I welcome all your bug reports, questions, ideas, and comments. It is always interesting to see how other people are using my software and what they generally think of it. Most of the changes every week are suggested by users.

You can contact me by email, twitter, tumblr, discord, or the 8chan.moe /t/ thread or Endchan board--I do not mind which. Please know that I have difficulty with social media, and while I try to reply to all messages, it sometimes takes me a while to catch up.

The Github Issue Tracker was turned off for some time, as it did not fit my workflow and I could not keep up, but it is now running again, managed by a team of volunteer users. Please feel free to submit feature requests there if you are comfortable with Github. I am not socially active on Github, and it is mostly just a mirror of my home dev environment, where I work alone.

I am on the discord on Saturday afternoon, USA time, if you would like to talk live, and briefly on Wednesday after I put the release out. If that is not a good time for you, feel free to leave me a DM and I will get to you when I can. There are also plenty of other hydrus users who idle who would be happy to help with any sort of support question.

I delete all tweets and resolved email conversations after three months. So, if you think you are waiting for a reply, or I said I was going to work on something you care about and seem to have forgotten, please do nudge me.

Anyway:

Misc

Financial Support

can I contribute to hydrus development?

I do not expect anything from anyone. I'm amazed and grateful that anyone wants to use my software and share tags with others. I enjoy the feedback and work, and I hope to keep putting completely free weekly releases out as long as there is more to do.

That said, as I have developed the software, several users have kindly offered to contribute money, either as thanks for a specific feature or just in general. I kept putting the thought off, but I eventually got over my hesitance and set something up.

I find the tactics of most internet fundraising very distasteful, especially when they promise something they then fail to deliver. I much prefer the 'if you like me and would like to contribute, then please do, meanwhile I'll keep doing what I do' model. I support several 'put out regular free content' creators on Patreon in this way, and I get a lot out of it, even though I have no direct reward beyond the knowledge that I helped some people do something neat.

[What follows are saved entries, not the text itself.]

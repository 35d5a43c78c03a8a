use std::fmt;

use crate::ast::Pos;
use crate::value::Value;

/// A runtime or parse error. The position is optional because value-model
/// operations do not know where they were invoked from; the evaluator patches
/// it in at the call site.
#[derive(Debug)]
pub struct RuntimeError {
    pub pos: Option<Pos>,
    pub message: String,
}

impl RuntimeError {
    pub(crate) fn new(message: impl Into<String>) -> Self {
        Self {
            pos: None,
            message: message.into(),
        }
    }

    pub(crate) fn at(pos: &Pos, message: impl Into<String>) -> Self {
        Self {
            pos: Some(pos.clone()),
            message: message.into(),
        }
    }

    /// Fills in the position unless one was already recorded.
    pub(crate) fn or_pos(mut self, pos: &Pos) -> Self {
        if self.pos.is_none() {
            self.pos = Some(pos.clone());
        }
        self
    }
}

impl fmt::Display for RuntimeError {
    fn fmt(&self, f: &mut fmt::Formatter<'_>) -> fmt::Result {
        match &self.pos {
            Some(pos) => write!(f, "{}: {}", pos, self.message),
            None => write!(f, "{}", self.message),
        }
    }
}

/// The status word threaded through every evaluation step. `Ok` is the `Ok`
/// arm of the surrounding `Result`; everything that aborts a block travels
/// here. Loops intercept `Break`/`Continue`, command calls intercept
/// `Return`, nothing intercepts `Error` short of the program root.
#[derive(Debug)]
pub enum Signal {
    Error(RuntimeError),
    Break,
    Continue,
    Return(Value),
}

impl From<RuntimeError> for Signal {
    fn from(err: RuntimeError) -> Self {
        Signal::Error(err)
    }
}

#[cfg(test)]
mod tests {
    use super::*;
    use std::rc::Rc;

    fn pos() -> Pos {
        Pos {
            file: Rc::from("t.bk"),
            line: 1,
            col: 4,
        }
    }

    #[test]
    fn display_with_and_without_pos() {
        let e = RuntimeError::new("boom");
        assert_eq!(e.to_string(), "boom");
        let e = e.or_pos(&pos());
        assert_eq!(e.to_string(), "t.bk:2:5: boom");
    }

    #[test]
    fn or_pos_keeps_existing_position() {
        let first = pos();
        let later = Pos {
            file: Rc::from("other.bk"),
            line: 9,
            col: 9,
        };
        let e = RuntimeError::at(&first, "x").or_pos(&later);
        assert_eq!(e.to_string(), "t.bk:2:5: x");
    }
}
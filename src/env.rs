//! The variable environment: a hash table of name → binding tagged with a
//! scope identifier. Entering a block copies the whole table with the scope
//! bumped; bindings are shared *cells*, so assignment through a nested scope
//! is visible to every environment holding the same cell, while declaration
//! and deletion touch only the local table.

use std::cell::RefCell;
use std::io::Write;
use std::rc::Rc;

use crate::hashtable::Table;
use crate::value::{lossy, RuntimeError, Value};

pub type Scope = u32;

const ENV_CAPACITY: usize = 512;

#[derive(Debug, Clone)]
struct Binding {
    scope: Scope,
    cell: Rc<RefCell<Value>>,
}

#[derive(Debug)]
pub struct Env {
    vars: Table<Binding, Scope>,
    out: Output,
}

impl Env {
    pub(crate) fn new(out: Output) -> Env {
        Env {
            vars: Table::new(ENV_CAPACITY, 0),
            out,
        }
    }

    pub fn scope(&self) -> Scope {
        *self.vars.data()
    }

    /// Full copy of every binding with the scope identifier bumped. Cells are
    /// shared, tables are not.
    pub fn nested(&self) -> Env {
        Env {
            vars: self.vars.clone_with(self.scope() + 1),
            out: self.out.clone(),
        }
    }

    pub fn get(&self, name: &[u8]) -> Option<Value> {
        self.vars.get(name).map(|b| b.cell.borrow().clone())
    }

    /// The binding cell itself, for commands that rebind in place (`swap!`).
    pub(crate) fn cell(&self, name: &[u8]) -> Option<Rc<RefCell<Value>>> {
        self.vars.get(name).map(|b| b.cell.clone())
    }

    /// `let!`: declaring a name twice in the same scope is an error; a nested
    /// scope may shadow by installing a fresh cell in its own table.
    pub fn declare(&mut self, name: &[u8], value: Value) -> Result<(), RuntimeError> {
        if let Some(existing) = self.vars.get(name) {
            if existing.scope == self.scope() {
                return Err(RuntimeError::new(format!(
                    "Cannot redeclare variable {}. (perhaps you meant to use set!)",
                    lossy(name)
                )));
            }
        }
        self.bind(name, value);
        Ok(())
    }

    /// Unconditional fresh binding at the current scope; used for parameter
    /// binding and catalog registration where redeclaration cannot happen.
    pub(crate) fn bind(&mut self, name: &[u8], value: Value) {
        self.vars.set(
            name,
            Binding {
                scope: self.scope(),
                cell: Rc::new(RefCell::new(value)),
            },
        );
    }

    /// `set!`: writes through the existing cell at whatever scope declared
    /// it; there must be one.
    pub fn assign(&mut self, name: &[u8], value: Value) -> Result<(), RuntimeError> {
        match self.vars.get(name) {
            Some(binding) => {
                *binding.cell.borrow_mut() = value;
                Ok(())
            }
            None => Err(RuntimeError::new(format!(
                "Variable {} does not exist. (perhaps you meant to use let!)",
                lossy(name)
            ))),
        }
    }

    /// `del!`: removes the local entry regardless of which scope declared it.
    pub fn delete(&mut self, name: &[u8]) {
        self.vars.del(name);
    }

    pub(crate) fn out(&self) -> &Output {
        &self.out
    }
}

/// Where `echo` and friends write. The handle is shared by an environment
/// and all its nested copies, so the interpreter can capture a whole run.
#[derive(Debug, Clone)]
pub(crate) struct Output {
    sink: Rc<RefCell<Sink>>,
}

#[derive(Debug)]
enum Sink {
    Stdout,
    Buffer(Vec<u8>),
}

impl Output {
    pub(crate) fn stdout() -> Output {
        Output {
            sink: Rc::new(RefCell::new(Sink::Stdout)),
        }
    }

    pub(crate) fn buffer() -> Output {
        Output {
            sink: Rc::new(RefCell::new(Sink::Buffer(Vec::new()))),
        }
    }

    /// Switches between buffering and pass-through; every environment
    /// sharing the handle sees the change.
    pub(crate) fn set_immediate(&self, immediate: bool) {
        let mut sink = self.sink.borrow_mut();
        let is_stdout = matches!(*sink, Sink::Stdout);
        if immediate && !is_stdout {
            *sink = Sink::Stdout;
        } else if !immediate && is_stdout {
            *sink = Sink::Buffer(Vec::new());
        }
    }

    pub(crate) fn write_bytes(&self, bytes: &[u8]) {
        match &mut *self.sink.borrow_mut() {
            Sink::Stdout => {
                let stdout = std::io::stdout();
                let mut handle = stdout.lock();
                let _ = handle.write_all(bytes);
                let _ = handle.flush();
            }
            Sink::Buffer(buf) => buf.extend_from_slice(bytes),
        }
    }

    /// Drains the captured output. Empty for pass-through sinks.
    pub(crate) fn take(&self) -> String {
        match &mut *self.sink.borrow_mut() {
            Sink::Stdout => String::new(),
            Sink::Buffer(buf) => String::from_utf8_lossy(&std::mem::take(buf)).into_owned(),
        }
    }
}
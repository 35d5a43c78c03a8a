use std::io::Read;

use bracken::{parse, Interpreter};

fn usage(program: &str) {
    println!(
        "Usage: {} [interpreter arguments] <filename> [program arguments]",
        program
    );
    println!(
        "Running with no arguments will launch an interactive REPL mode. \
         Running with filename '-' will read the program from stdin.\n"
    );
    println!("Interpreter Arguments:");
    println!("-h | --help\tShows this help information");
    println!("--repl\t\tLaunches the REPL even when a filename is given");
    println!("--dump-ast\tPrints the parsed program instead of running it");
}

fn main() {
    let args: Vec<String> = std::env::args().collect();
    let program = args.first().map(String::as_str).unwrap_or("bracken");

    let mut dump_ast = false;
    let mut repl_flag = false;
    let mut filename: Option<String> = None;
    for arg in &args[1..] {
        match arg.as_str() {
            "-h" | "--help" => {
                usage(program);
                return;
            }
            "--dump-ast" => dump_ast = true,
            "--repl" => repl_flag = true,
            other => {
                filename = Some(other.to_string());
                break;
            }
        }
    }

    if repl_flag || filename.is_none() {
        bracken::run_repl();
        return;
    }

    let filename = filename.unwrap_or_default();
    let source = if filename == "-" {
        let mut text = String::new();
        if std::io::stdin().read_to_string(&mut text).is_err() {
            eprintln!("Could not read program from stdin.");
            std::process::exit(1);
        }
        text
    } else {
        match std::fs::read_to_string(&filename) {
            Ok(text) => text,
            Err(_) => {
                eprintln!("Could not open file {}.", filename);
                std::process::exit(1);
            }
        }
    };

    if dump_ast {
        match parse(&source, &filename) {
            Ok(ast) => println!("{}", ast),
            Err(err) => {
                eprintln!("{}", err);
                std::process::exit(2);
            }
        }
        return;
    }

    let mut interp = Interpreter::new();
    interp.set_immediate_stdout(true);
    interp.set_program_path(&filename);
    if let Err(err) = interp.run(&source) {
        eprintln!("{}", err);
        std::process::exit(2);
    }
}
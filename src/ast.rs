use std::fmt;
use std::rc::Rc;

/// A position in a source file. Line and column are 0-based internally and
/// printed 1-based.
#[derive(Debug, Clone)]
pub struct Pos {
    pub file: Rc<str>,
    pub line: u32,
    pub col: u32,
}

impl fmt::Display for Pos {
    fn fmt(&self, f: &mut fmt::Formatter<'_>) -> fmt::Result {
        write!(f, "{}:{}:{}", self.file, self.line + 1, self.col + 1)
    }
}

#[derive(Debug, Clone)]
pub struct Ast {
    pub kind: AstKind,
    pub pos: Pos,
}

#[derive(Debug, Clone)]
pub enum AstKind {
    Int(i64),
    Float(f64),
    Null,
    /// A literal string. Holds raw bytes; source text is not required to be
    /// valid UTF-8 inside quotes.
    Str(Vec<u8>),
    /// A `$name` variable reference.
    Var(Vec<u8>),
    /// A block: command lines, each a non-empty list of nodes.
    Commands(Vec<Vec<Ast>>),
    /// The binary `:` operator, built by the post-parse rewrite pass.
    Index(Box<Ast>, Box<Ast>),
    /// A bare `:` token. Only exists while parsing; the rewrite pass turns
    /// every occurrence into `Index` or fails.
    IndexOp,
}

/// True when a bare string would not scan back as a single string token
/// (delimiter bytes, or text that classifies as a number or `null`).
fn needs_quotes(bytes: &[u8]) -> bool {
    if bytes.is_empty() {
        return true;
    }
    if bytes.iter().any(|b| {
        matches!(
            b,
            b' ' | b'\t' | b'\r' | b'\n' | b'[' | b']' | b';' | b':' | b'#' | b'$' | b'"' | b'\\'
        )
    }) {
        return true;
    }
    crate::parser::is_int_literal(bytes)
        || crate::parser::is_float_literal(bytes)
        || bytes == b"null"
}

fn write_quoted(f: &mut fmt::Formatter<'_>, bytes: &[u8]) -> fmt::Result {
    write!(f, "\"")?;
    for ch in crate::value::lossy(bytes).chars() {
        match ch {
            '\\' => write!(f, "\\\\")?,
            '"' => write!(f, "\\\"")?,
            '\n' => write!(f, "\\n")?,
            '\r' => write!(f, "\\r")?,
            '\t' => write!(f, "\\t")?,
            _ => write!(f, "{}", ch)?,
        }
    }
    write!(f, "\"")
}

impl fmt::Display for Ast {
    /// Prints a node in source form. Parsing the output yields an equal tree,
    /// which is what `--dump-ast` and the round-trip tests rely on.
    fn fmt(&self, f: &mut fmt::Formatter<'_>) -> fmt::Result {
        match &self.kind {
            AstKind::Int(i) => write!(f, "{}", i),
            AstKind::Float(x) => write!(f, "{:.6}", x),
            AstKind::Null => write!(f, "null"),
            AstKind::Str(s) => {
                if needs_quotes(s) {
                    write_quoted(f, s)
                } else {
                    write!(f, "{}", crate::value::lossy(s))
                }
            }
            AstKind::Var(name) => write!(f, "${}", crate::value::lossy(name)),
            AstKind::Commands(lines) => {
                write!(f, "[")?;
                for (i, line) in lines.iter().enumerate() {
                    if i != 0 {
                        write!(f, ";")?;
                    }
                    for (j, node) in line.iter().enumerate() {
                        if j != 0 {
                            write!(f, " ")?;
                        }
                        write!(f, "{}", node)?;
                    }
                }
                write!(f, "]")
            }
            AstKind::Index(left, right) => write!(f, "{}:{}", left, right),
            AstKind::IndexOp => write!(f, ":"),
        }
    }
}

#[cfg(test)]
mod tests {
    use super::*;

    fn pos() -> Pos {
        Pos {
            file: Rc::from("<test>"),
            line: 0,
            col: 0,
        }
    }

    fn node(kind: AstKind) -> Ast {
        Ast { kind, pos: pos() }
    }

    #[test]
    fn pos_prints_one_based() {
        let p = Pos {
            file: Rc::from("demo.bk"),
            line: 2,
            col: 7,
        };
        assert_eq!(p.to_string(), "demo.bk:3:8");
    }

    #[test]
    fn bare_string_prints_raw() {
        assert_eq!(node(AstKind::Str(b"hello".to_vec())).to_string(), "hello");
    }

    #[test]
    fn delimiters_force_quoting() {
        assert_eq!(
            node(AstKind::Str(b"two words".to_vec())).to_string(),
            "\"two words\""
        );
        assert_eq!(node(AstKind::Str(b"a;b".to_vec())).to_string(), "\"a;b\"");
        assert_eq!(node(AstKind::Str(b"".to_vec())).to_string(), "\"\"");
    }

    #[test]
    fn numeric_looking_strings_quote() {
        // Without quotes "12" would re-parse as an Int node.
        assert_eq!(node(AstKind::Str(b"12".to_vec())).to_string(), "\"12\"");
        assert_eq!(node(AstKind::Str(b"-1.5".to_vec())).to_string(), "\"-1.5\"");
        assert_eq!(node(AstKind::Str(b"null".to_vec())).to_string(), "\"null\"");
    }

    #[test]
    fn commands_print_with_separators() {
        let block = node(AstKind::Commands(vec![
            vec![node(AstKind::Str(b"echo".to_vec())), node(AstKind::Int(1))],
            vec![node(AstKind::Str(b"echo".to_vec())), node(AstKind::Int(2))],
        ]));
        assert_eq!(block.to_string(), "[echo 1;echo 2]");
    }

    #[test]
    fn index_prints_infix() {
        let idx = node(AstKind::Index(
            Box::new(node(AstKind::Var(b"l".to_vec()))),
            Box::new(node(AstKind::Int(0))),
        ));
        assert_eq!(idx.to_string(), "$l:0");
    }
}
fn map_member(left: &Value, name: &[u8]) -> Result<Value, RuntimeError> {
    use crate::builtins::methods;
    let func: Option<NativeFn> = match name {
        b"set!" => Some(methods::map_set_mut),
        b"set" => Some(methods::map_set),
        b"clone" => Some(methods::clone_obj),
        b"del!" => Some(methods::map_del_mut),
        b"del" => Some(methods::map_del),
        _ => None,
    };
    if let Some(func) = func {
        return Ok(Value::bound_native(func, left.clone()));
    }
    if let Value::Map(m) = left {
        if let Some(v) = m.borrow().get(name) {
            return Ok(v.clone());
        }
    }
    Err(RuntimeError::new(format!(
        "No member '{}' in map.",
        lossy(name)
    )))
}

/// The binary `:` operation. Int (or truncated float) keys index strings and
/// lists positionally; string keys name methods, and on maps fall back to
/// entry lookup.
pub(crate) fn index(left: &Value, right: &Value) -> Result<Value, RuntimeError> {
    match (left, right) {
        (Value::Str(s), Value::Int(i)) => string_get(s, *i),
        (Value::Str(s), Value::Float(f)) => string_get(s, *f as i64),
        (Value::Str(_), Value::Str(name)) => string_member(left, &name.borrow()),
        (Value::List(l), Value::Int(i)) => list_get(l, *i),
        (Value::List(l), Value::Float(f)) => list_get(l, *f as i64),
        (Value::List(_), Value::Str(name)) => list_member(left, &name.borrow()),
        (Value::Map(_), Value::Str(name)) => map_member(left, &name.borrow()),
        _ => Err(RuntimeError::new(format!(
            "Can not index {} with {}.",
            left.type_name(),
            right.type_name()
        ))),
    }
}
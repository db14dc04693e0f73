//! Token unit tests against a freshly deployed `all` fixture
//!
//! The suite only runs on development chains; on any other chain (selected
//! with `OURTOKEN_CHAIN_ID`) every test returns early after reporting the skip.

use ourtoken_config::{HarnessConfig, INITIAL_SUPPLY};
use ourtoken_devchain::{
    parse_ether, DevChain, Deployments, ReceiptAssertions, RevertAssertions, Signer, TokenHandle,
};
use ourtoken_primitives::{Address, U256};
use ourtoken_token::Event;

struct Fixture {
    chain: DevChain,
    deployer: Signer,
    user1: Signer,
    /// Token acting as the deployer
    token: TokenHandle,
    /// Token acting as `user1`
    player_token: TokenHandle,
}

fn init_tracing() {
    let _ = tracing_subscriber::fmt()
        .with_env_filter(tracing_subscriber::EnvFilter::from_default_env())
        .with_test_writer()
        .try_init();
}

fn setup() -> Option<Fixture> {
    setup_with(HarnessConfig::from_env().expect("harness config"))
}

fn setup_with(config: HarnessConfig) -> Option<Fixture> {
    init_tracing();
    if !config.is_development() {
        eprintln!(
            "skipping Token unit tests: chain {} is not a development chain",
            config.chain_id
        );
        return None;
    }

    let mut chain = DevChain::from_config(&config).expect("dev chain");
    let deployer = chain.signer(0).expect("deployer").clone();
    let user1 = chain.signer(1).expect("user1").clone();

    let mut deployments = Deployments::with_default_scripts();
    deployments.fixture(&mut chain, &["all"]).expect("fixture");
    let address = deployments.get("Token").expect("Token deployment").address;

    let token = TokenHandle::at(&chain, address, deployer.clone()).expect("token");
    let player_token = token.connect(user1.clone());
    Some(Fixture {
        chain,
        deployer,
        user1,
        token,
        player_token,
    })
}

/// Whole tokens scaled by 10^18
fn ether(amount: u64) -> U256 {
    U256::from(amount) * U256::exp10(18)
}

#[test]
fn skipped_on_live_network() {
    let sepolia = HarnessConfig {
        chain_id: 11155111,
        ..Default::default()
    };
    assert!(setup_with(sepolia).is_none());
}

#[test]
fn was_deployed() {
    let Some(f) = setup() else { return };
    assert!(!f.token.address().is_zero());
    assert_eq!(f.chain.contract_name(&f.token.address()), Some("Token"));
}

mod constructor {
    use super::*;

    #[test]
    fn has_initial_supply() {
        let Some(f) = setup() else { return };
        let total_supply = f.token.total_supply(&f.chain).unwrap();
        assert_eq!(total_supply.to_string(), INITIAL_SUPPLY);
    }

    #[test]
    fn initial_supply_belongs_to_deployer() {
        let Some(f) = setup() else { return };
        assert_eq!(
            f.token.balance_of(&f.chain, f.deployer.address()).unwrap(),
            f.token.total_supply(&f.chain).unwrap()
        );
    }

    #[test]
    fn has_name_and_symbol() {
        let Some(f) = setup() else { return };
        assert_eq!(f.token.name(&f.chain).unwrap(), "OurToken");
        assert_eq!(f.token.symbol(&f.chain).unwrap(), "OT");
        assert_eq!(f.token.decimals(&f.chain).unwrap(), 8);
    }
}

mod transfers {
    use super::*;

    #[test]
    fn transfers_tokens_to_an_address() {
        let Some(mut f) = setup() else { return };
        let tokens_to_send = parse_ether("10").unwrap();
        f.token
            .transfer(&mut f.chain, f.user1.address(), tokens_to_send)
            .unwrap()
            .assert_success();
        assert_eq!(
            f.token.balance_of(&f.chain, f.user1.address()).unwrap(),
            tokens_to_send
        );
    }

    #[test]
    fn emits_transfer_event() {
        let Some(mut f) = setup() else { return };
        let receipt = f
            .token
            .transfer(&mut f.chain, f.user1.address(), ether(10))
            .unwrap();
        receipt.assert_emitted("Transfer").assert_event(&Event::Transfer {
            from: f.deployer.address(),
            to: f.user1.address(),
            value: ether(10),
        });
    }

    #[test]
    fn rejects_transfer_over_balance() {
        let Some(mut f) = setup() else { return };
        let result = f
            .player_token
            .transfer(&mut f.chain, f.deployer.address(), ether(1));
        result.expect_custom_error("ERC20InsufficientBalance");
    }

    #[test]
    fn rejects_transfer_to_zero_address() {
        let Some(mut f) = setup() else { return };
        let result = f.token.transfer(&mut f.chain, Address::ZERO, ether(1));
        result.expect_custom_error("ERC20InvalidReceiver");
    }
}

mod allowances {
    use super::*;

    #[test]
    fn approves_other_address_to_spend() {
        let Some(mut f) = setup() else { return };
        let tokens_to_spend = parse_ether("5").unwrap();
        f.token
            .approve(&mut f.chain, f.user1.address(), tokens_to_spend)
            .unwrap();
        f.player_token
            .transfer_from(
                &mut f.chain,
                f.deployer.address(),
                f.user1.address(),
                tokens_to_spend,
            )
            .unwrap();
        assert_eq!(
            f.player_token.balance_of(&f.chain, f.user1.address()).unwrap(),
            tokens_to_spend
        );
    }

    #[test]
    fn unapproved_spender_cannot_transfer() {
        let Some(mut f) = setup() else { return };
        let result = f.player_token.transfer_from(
            &mut f.chain,
            f.deployer.address(),
            f.user1.address(),
            ether(20),
        );
        result.expect_custom_error("ERC20InsufficientAllowance");
    }

    #[test]
    fn emits_approval_event() {
        let Some(mut f) = setup() else { return };
        f.token
            .approve(&mut f.chain, f.user1.address(), ether(20))
            .unwrap()
            .assert_emitted("Approval");
    }

    #[test]
    fn sets_allowance_exactly() {
        let Some(mut f) = setup() else { return };
        f.token
            .approve(&mut f.chain, f.user1.address(), ether(20))
            .unwrap();
        let allowance = f
            .token
            .allowance(&f.chain, f.deployer.address(), f.user1.address())
            .unwrap();
        assert_eq!(allowance, ether(20));
        assert_eq!(allowance.to_string(), "20000000000000000000");
    }

    #[test]
    fn cannot_go_over_allowance() {
        let Some(mut f) = setup() else { return };
        f.token
            .approve(&mut f.chain, f.user1.address(), ether(20))
            .unwrap();
        let result = f.player_token.transfer_from(
            &mut f.chain,
            f.deployer.address(),
            f.user1.address(),
            ether(40),
        );
        let args = result.expect_custom_error("ERC20InsufficientAllowance");
        assert_eq!(args[1].clone().into_uint(), Some(ether(20)));
        assert_eq!(args[2].clone().into_uint(), Some(ether(40)));

        // Nothing moved and the allowance is intact.
        assert_eq!(
            f.token.balance_of(&f.chain, f.user1.address()).unwrap(),
            U256::zero()
        );
        assert_eq!(
            f.token
                .allowance(&f.chain, f.deployer.address(), f.user1.address())
                .unwrap(),
            ether(20)
        );
    }

    #[test]
    fn spending_allowance_does_not_emit_approval() {
        let Some(mut f) = setup() else { return };
        f.token
            .approve(&mut f.chain, f.user1.address(), ether(20))
            .unwrap();
        let receipt = f
            .player_token
            .transfer_from(&mut f.chain, f.deployer.address(), f.user1.address(), ether(5))
            .unwrap();
        assert!(receipt.events_named("Approval").is_empty());
        assert_eq!(
            f.token
                .allowance(&f.chain, f.deployer.address(), f.user1.address())
                .unwrap(),
            ether(15)
        );
    }
}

If you feel the same way about my work, I've set up a simple Patreon page here. If you can help out, it is deeply appreciated.

Misc

FAQ

what is a repository?

repository is a service in the hydrus network that stores a certain kind of information--files or tag mappings, for instance--as submitted by users all over the internet. Those users periodically synchronise with the repository so they know everything that it stores. Sometimes, like with tags, this means creating a complete local copy of everything on the repository. Hydrus network clients never send queries to repositories; they perform queries over their local cache of the repository's data, keeping everything confined to the same computer.

what is a tag?

wiki

tag is a small bit of text describing a single property of something. They make searching easy. Good examples are "flower" or "nicolas cage" or "the sopranos" or "2003". By combining several tags together ( e.g. [ 'tiger woods', 'sports illustrated', '2008' ] or [ 'cosplay', 'the legend of zelda' ] ), a huge image collection is reduced to a tiny and easy-to-digest sample.

A good word for the connection of a particular tag to a particular file is mapping.

Hydrus is designed with the intention that tags are for searching, not describing. Workflows and UI are tuned for finding files and other similar files (e.g. by the same artist), and while it is possible to have nice metadata overlays around files, this is not considered their chief purpose. Trying to have 'perfect' descriptions for files is often a rabbit-hole that can consume hours of work with relatively little demonstrable benefit.

All tags are automatically converted to lower case. 'Sunset Drive' becomes 'sunset drive'. Why?

  1. Although it is more beautiful to have 'The Lord of the Rings' rather than 'the lord of the rings', there are many, many special cases where style guides differ on which words to capitalise.
  2. As 'The Lord of the Rings' and 'the lord of the rings' are semantically identical, it is natural to search in a case insensitive way. When case does not matter, what point is there in recording it?

Furthermore, leading and trailing whitespace is removed, and multiple whitespace is collapsed to a single character.

'  yellow   dress '

becomes

'yellow dress'

 

what is a namespace?

namespace is a category that in hydrus prefixes a tag. An example is 'person' in the tag 'person:ron paul'--it lets people and software know that 'ron paul' is a name. You can create any namespace you like; just type one or more words and then a colon, and then the next string of text will have that namespace.

The hydrus client gives namespaces different colours so you can pick out important tags more easily in a large list, and you can also search by a particular namespace, even creating complicated predicates like 'give all files that do not have any character tags', for instance.

why not use filenames and folders?

As a retrieval method, filenames and folders are less and less useful as the number of files increases. Why?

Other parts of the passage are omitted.